Im Prinzip unterscheiden sich die Diabetes-Symptome bei Kindern nicht sehr von denen bei Erwachsenen. Die kleinen Patienten sind müde und schlapp, haben großen Durst und müssen häufiger zur Toilette. Ein Warnzeichen kann sein, wenn Kinder bis zehn Kilo Körpergewicht deutlich mehr als einen Liter pro Tag trinken und Kinder mit rund 30 Kilogramm Körpergewicht wesentlich mehr als eineinhalb Liter. Durch die große Flüssigkeitsmenge kann es passieren, dass Kinder, die bereits „aus den Windeln“ waren, wieder beginnen, ins Bett zu machen. Sinkt der Blutzucker zu weit ab, können die kleinen Patienten Bauchschmerzen bekommen, sich erbrechen oder sogar in Ohnmacht fallen.

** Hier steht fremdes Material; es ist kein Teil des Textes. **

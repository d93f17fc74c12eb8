use crate::BmpError;

/// Caps applied to a BMP document before its bytes are read into memory.
///
/// All fields default to `None` (no limit).
#[derive(Clone, Debug, Default)]
pub struct Limits {
    pub max_width: Option<u64>,
    pub max_height: Option<u64>,
    /// Maximum pixel count (width * height).
    pub max_pixels: Option<u64>,
    /// Maximum bytes held by an open document: one byte per bitmap pixel
    /// plus the full file copy kept for editing.
    pub max_memory_bytes: Option<u64>,
}

impl Limits {
    /// Check header dimensions.
    pub(crate) fn check(&self, width: u32, height: u32) -> Result<(), BmpError> {
        if let Some(max_w) = self.max_width
            && u64::from(width) > max_w
        {
            return Err(BmpError::LimitExceeded(format!(
                "width {width} exceeds limit {max_w}"
            )));
        }
        if let Some(max_h) = self.max_height
            && u64::from(height) > max_h
        {
            return Err(BmpError::LimitExceeded(format!(
                "height {height} exceeds limit {max_h}"
            )));
        }
        let pixels = u64::from(width) * u64::from(height);
        if let Some(max_px) = self.max_pixels
            && pixels > max_px
        {
            return Err(BmpError::LimitExceeded(format!(
                "pixel count {pixels} exceeds limit {max_px}"
            )));
        }
        Ok(())
    }

    /// Check the bytes an open document would hold.
    pub(crate) fn check_memory(&self, bytes: u64) -> Result<(), BmpError> {
        match self.max_memory_bytes {
            Some(max_mem) if bytes > max_mem => Err(BmpError::LimitExceeded(format!(
                "document needs {bytes} bytes, memory limit is {max_mem}"
            ))),
            _ => Ok(()),
        }
    }
}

Egal, welches Alter: Bei Typ-1-Diabetes führt an Insulin kein Weg vorbei. Eine konservative Insulintherapie lässt sich bei kleine(re)n Kindern noch gut durchführen, da sie meist feste Essens- und Schlafenszeiten haben. Flexibler, und damit für Schulkinder und mehr Freiheit bei Freizeitaktivitäten geeignet, ist eine funktionelle Insulintherapie, bei der verschieden schnell wirkende Insuline kombiniert werden. Natürlich ist es für Kinder zumindest am Anfang ungewohnt, dass sie regelmäßig ihren Blutzucker messen und Insulin spritzen müssen. Meist gewöhnen sie sich aber schnell daran, und Schulkinder übernehmen beide Aufgaben oft schon selbst – unter elterlicher Aufsicht, versteht sich. Tipp: In Diabetesschulungen lernen Patienten und Angehörige den richtigen Umgang mit der Krankheit.

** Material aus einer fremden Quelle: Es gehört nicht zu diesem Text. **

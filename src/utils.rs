pub fn normalize_url(input: &str) -> String {
    let trimmed = input.trim();
    if trimmed.starts_with("http://") || trimmed.starts_with("https://") {
        trimmed.to_string()
    } else {
        format!("https://{}", trimmed)
    }
}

Eine weitere Möglichkeit ist eine Insulinpumpe. Laut Deutscher Diabetes-Hilfe tragen mehr als 5.000 Kinder und Jugendliche in Deutschland mittlerweile eine. Der Vorteil: das Gerät ist klein (in etwa wie eine Streichholzschachtel) und gibt selbsttätig über den Tag verteilt Insulin ab. So müssen die kleinen Patienten nicht ans Spritzen denken und können essen, wann sie möchten. Manchmal hilft ein solches Gerät sogar, um den Nachwuchs zumindest für ein paar Stunden die Krankheit komplett vergessen zu lassen.
Allerdings muss die Pumpe regelmäßig darauf eingestellt werden, wie viel Insulin sie abgeben soll. Und bei Heranwachsenden, deren Körper sich noch entwickelt, kann sich die notwendige Menge verändern. Deshalb muss man auch mit Pumpe täglich mehrmals die Blutzuckerwerte bestimmen und penibel aufschreiben. Die gute Nachricht: Kinder entwickeln nur sehr selten Folgeerkrankungen. Dennoch sollte ein Arzt regelmäßig unter anderem die Blutwerte, die Nerven- und die Nierenfunktion kontrollieren und das Kind auf eventuelle Unverträglichkeiten (Gluten o. ä.) testen.
Mit der entsprechenden Therapie und regelmäßiger ärztlicher Kontrolle schränkt Diabetes ein Kind für gewöhnlich nicht in seiner Entwicklung ein. Gewicht, körperliche Leistungsfähigkeit und Entwicklung unterscheiden sich dann nicht von gesunden Kindern und Jugendlichen. Auch bei Schulausflügen oder Freizeitspaß mit den Freunden können junge Diabetiker dabei sein. (Fast) ganz normal eben.